To my knowledge, not one trans man wants to be in a men’s prison. There are many trans women who want to be in prisons for women. I appreciate, of course, that people have fluid gender identity. But one of the challenges we’re hearing about is a number of men who did not identify as anything but heterosexual prior to incarceration have convictions for significant acts of violence against women, and sometimes children, who are then claiming to have now identified as trans women. And some of those have then perpetrated violence once transferred.

You are absolutely correct: There are cisgendered men and women who would be seen as risks to other cisgendered men and women, or lesbians or gay men and women and are trans. But it’s a very real challenge, and the policy currently doesn’t seem to contemplate any of that.

It sounds like, from what you have presented, that you have thought about this. So what recommendations would you have to try and prevent abuses of policy in a number of contexts and in terms of people being put at risk in any of those situations?

Mr. Devor: You have identified a couple of excellent issues and points. One of the things that we see happen quite frequently is that people relate to trans folks as just uber gay. So we take “gay” and we push it all the way, and that’s what a trans person is. But, in fact, that’s not the case.

But there is a theme that goes through. The theme is that we live in a society — not just the prisons, the whole society — based on binary divisions, and anyone who steps outside of their expected gender presentation is punished in one way or another, socially or otherwise. That’s what gays and lesbians have in common with trans people.
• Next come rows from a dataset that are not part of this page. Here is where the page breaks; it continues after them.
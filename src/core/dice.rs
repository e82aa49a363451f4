//! Injectable randomness
//!
//! Every random draw in the combat core goes through [`Dice`], so tests can
//! swap the generator for a seeded or fully scripted one.

use std::sync::{Arc, Mutex};

use rand::{Rng, RngCore, SeedableRng};
use rand_chacha::ChaCha8Rng;

/// Source of uniform random values
pub trait Dice: Send {
    /// Uniform value in [0, 1)
    fn unit(&mut self) -> f64;

    /// Uniform value in [low, high]
    fn between(&mut self, low: f64, high: f64) -> f64 {
        low + (high - low) * self.unit()
    }

    /// Uniform index in 0..len (len must be > 0)
    fn pick(&mut self, len: usize) -> usize {
        ((self.unit() * len as f64) as usize).min(len.saturating_sub(1))
    }
}

/// Adapter turning any `rand` generator into [`Dice`]
pub struct RngDice<R>(pub R);

impl<R: RngCore + Send> Dice for RngDice<R> {
    fn unit(&mut self) -> f64 {
        self.0.gen::<f64>()
    }
}

/// Dice shared between a component and its timer callbacks
pub type SharedDice = Arc<Mutex<Box<dyn Dice>>>;

pub fn shared(dice: impl Dice + 'static) -> SharedDice {
    Arc::new(Mutex::new(Box::new(dice)))
}

/// Deterministic dice for reproducible runs
pub fn seeded(seed: u64) -> RngDice<ChaCha8Rng> {
    RngDice(ChaCha8Rng::seed_from_u64(seed))
}

/// Dice seeded from the operating system
pub fn from_entropy() -> RngDice<ChaCha8Rng> {
    RngDice(ChaCha8Rng::from_entropy())
}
Senator Pate: And two-spirit.

Mr. Devor: Two-spirit and non-binary, and we could add a whole long list there.

What they all have in common is that they violate gender norms, so being gay or lesbian is violating a gender norm. Being non-binary, being two-spirit, being trans, is violating a gender norm. That’s a common point of view.

And, yes, I would agree with you that a lot of the fear of trans people is rooted in what was homophobia, but really at the root of both is this fear about people stepping out of their gender roles. So I think you have identified something very true there, and that’s not going away. That has been with us for a long time and will continue to be with us for a long time.

You also identified a very real gap in the way that this policy and society in general deals with the trans question. So people, at this point in society, understand that there are folks who change from one gender to another, and they have trouble with the idea that people might move back and forth, might be fluid. So there are people who are born male, who live as men, who have a kind of part-time, temporary — sometimes they feel like a woman. Some of those people will show up at the gates of the prison and say, “You know, I have been presenting as a man all this time, but actually I feel like a woman,” and ask to be in the women’s prison. For them, it may not be very convincing to observers that they identify as a woman because they have lived completely as a man. Some of those people are very sincere.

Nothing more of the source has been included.